End-to-End Test Automation for AI Governance

A complete AI governance testing strategy spans the full stack — from gateway policy enforcement through the control-plane API to the management console and notification webhooks. This guide covers building an automated test framework that validates the entire governance pipeline.

Use this page when

You are building end-to-end test automation spanning gateway, API, console, and webhooks
You need API contract tests, Playwright console E2E tests, or webhook delivery verification
You want to set up CI pipelines that run all governance test surfaces in parallel

Primary audience

Primary: Technical Engineers
Secondary: AI Agents, Technical Leaders

Test Framework Architecture

The Keeptrusts governance platform has four testable surfaces:

┌─────────────────────────────────────────────────┐
│  Console (Playwright E2E)                       │
│  ├─ Dashboard displays events correctly         │
│  ├─ Policy configuration UI works               │
│  └─ Escalation workflows complete               │
├─────────────────────────────────────────────────┤
│  API (Contract Tests)                           │
│  ├─ Events API returns correct schemas          │
│  ├─ Auth flows enforce access control           │
│  └─ Export jobs produce valid artifacts          │
├─────────────────────────────────────────────────┤
│  Gateway (Policy Tests)                         │
│  ├─ Policies block/redact/escalate correctly    │
│  ├─ Rate limits and spend controls enforce      │
│  └─ Events emitted for every decision           │
├─────────────────────────────────────────────────┤
│  Webhooks (Notification Tests)                  │
│  ├─ Escalation webhooks fire on trigger         │
│  ├─ Payload schemas match contract              │
│  └─ Retry logic handles failures                │
└─────────────────────────────────────────────────┘

API Contract Tests

API contract tests verify that the control-plane API returns responses matching the documented schema.
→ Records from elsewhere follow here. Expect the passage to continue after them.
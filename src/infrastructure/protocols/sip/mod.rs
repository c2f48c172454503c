//! SIP call-control layer
//!
//! ```text
//! ┌─────────────────────────┐
//! │  Driver facade          │
//! └───────────┬─────────────┘
//!             │
//! ┌───────────▼─────────────┐      ┌──────────────┐
//! │  Connections, routing   │◄────►│ Message bus  │
//! │  tasks, call registry   │      └──────────────┘
//! └───────────┬─────────────┘
//!             │
//! ┌───────────▼─────────────┐
//! │  Event processor        │
//! │  (transaction engine)   │
//! └───────────┬─────────────┘
//!             │
//! ┌───────────▼─────────────┐
//! │  UDP transport          │
//! └─────────────────────────┘
//! ```

pub mod builder;
pub mod connection;
pub mod context;
pub mod dialog;
pub mod message;
pub mod registrar;
pub mod registry;
pub mod routing;
pub mod sdp;
pub mod server;
pub mod transaction;
pub mod transport;

pub use connection::{ByeState, CallState, Connection, ConnectionRef, RelayState};
pub use context::{SipContext, SipSettings};
pub use dialog::Dialog;
pub use message::{SipError, SipHeaders, SipMessage, SipMethod, SipRequest, SipResponse};
pub use registry::CallRegistry;
pub use routing::{RoutingGate, RoutingOutcome, RoutingTask};
pub use sdp::{MediaOffer, SdpBuilder, SdpSession};
pub use server::{EventProcessor, SipEndpoint};
pub use transaction::{
    EngineHandle, SipEngine, SipEvent, Transaction, TransactionEngine, TransactionState,
};
pub use transport::{OutgoingMessage, UdpTransport};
These catch breaking changes before they reach consumers.

Setting Up Contract Tests

#!/bin/bash
# test-api-contracts.sh — verify API response schemas

API_URL="http://localhost:8080"
API_TOKEN="$TEST_API_TOKEN"
FAILURES=0

# Helper function
assert_status() {
  local NAME="$1"
  local EXPECTED="$2"
  local ACTUAL="$3"

  if [ "$EXPECTED" = "$ACTUAL" ]; then
    echo "PASS [$NAME]: HTTP $ACTUAL"
  else
    echo "FAIL [$NAME]: Expected HTTP $EXPECTED, got $ACTUAL"
    FAILURES=$((FAILURES + 1))
  fi
}

assert_json_field() {
  local NAME="$1"
  local BODY="$2"
  local FIELD="$3"

  VALUE=$(echo "$BODY" | jq -r "$FIELD")
  if [ "$VALUE" != "null" ] && [ -n "$VALUE" ]; then
    echo "PASS [$NAME]: Field $FIELD present"
  else
    echo "FAIL [$NAME]: Field $FIELD missing or null"
    FAILURES=$((FAILURES + 1))
  fi
}

# Test: Login endpoint
echo "=== Auth Contract ==="
RESPONSE=$(curl -s -w "\n%{http_code}" "$API_URL/v1/auth/login" \
  -H "Content-Type: application/json" \
  -d '{"email": "admin@example.com", "password": "test-password"}')
HTTP_CODE=$(echo "$RESPONSE" | tail -1)
BODY=$(echo "$RESPONSE" | head -n -1)
assert_status "auth-login" "200" "$HTTP_CODE"
assert_json_field "auth-login-token" "$BODY" ".token"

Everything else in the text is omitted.